Collected data
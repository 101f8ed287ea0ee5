//! Envelope encryption: per-operation data keys from a key provider, payloads
//! sealed with AES-256-GCM.
//!
//! ```text
//! KeyProvider::generate_data_key ──► Cipher::encrypt ──► Cipher::decrypt
//!        (KMS / local)                (nonce || ct || tag, base64)
//! ```

pub mod aws;
pub mod config;
pub mod crypto;
pub mod handler;
pub mod keys;
pub mod telemetry;

pub use handler::SecureDataHandler;
pub use keys::{DataKey, DataKeyPair, KeyProvider, LocalKeyProvider};
//! AWS SDK client bundle.

use aws_config::{BehaviorVersion, Region};

/// AWS SDK clients used by the KMS key provider.
#[derive(Clone, Debug)]
pub struct AwsClients {
    /// KMS client used to generate and decrypt data keys.
    pub kms: aws_sdk_kms::Client,
}

impl AwsClients {
    /// Initialise the SDK clients from the standard AWS configuration chain.
    ///
    /// `region` overrides the region resolved from the environment/profile.
    /// `kms_endpoint_url` points the KMS client at a non-default endpoint
    /// (e.g. a local KMS emulator).
    pub async fn init(region: Option<&str>, kms_endpoint_url: Option<&str>) -> Self {
        let mut loader = aws_config::defaults(BehaviorVersion::latest());
        if let Some(region) = region {
            loader = loader.region(Region::new(region.to_owned()));
        }
        let config = loader.load().await;

        let mut kms_config = aws_sdk_kms::config::Builder::from(&config);
        if let Some(url) = kms_endpoint_url {
            kms_config = kms_config.endpoint_url(url);
        }
        let kms = aws_sdk_kms::Client::from_conf(kms_config.build());

        Self { kms }
    }
}
//! AES-256-GCM payload encryption primitives.
//!
//! This module is free of AWS dependencies. It provides the encrypt/decrypt
//! operations used by the handler and by the local key provider.
//!
//! # Ciphertext format
//!
//! ```text
//! base64( nonce (12 bytes) || ciphertext || tag (16 bytes) )
//! ```
//!
//! Standard base64 alphabet with padding. The layout is fixed so that other
//! processes and languages can decrypt what this crate produces.

pub mod cipher;

pub use cipher::{AesGcmCipher, Cipher, KEY_LEN};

=== EXERCISE PROMPT ===
Output, and output only, the lines from the one containing "# Ciphertext format" through the last line of the data above.

=== TASK ANSWER ===
//! # Ciphertext format
//!
//! ```text
//! base64( nonce (12 bytes) || ciphertext || tag (16 bytes) )
//! ```
//!
//! Standard base64 alphabet with padding. The layout is fixed so that other
//! processes and languages can decrypt what this crate produces.

pub mod cipher;

pub use cipher::{AesGcmCipher, Cipher, KEY_LEN};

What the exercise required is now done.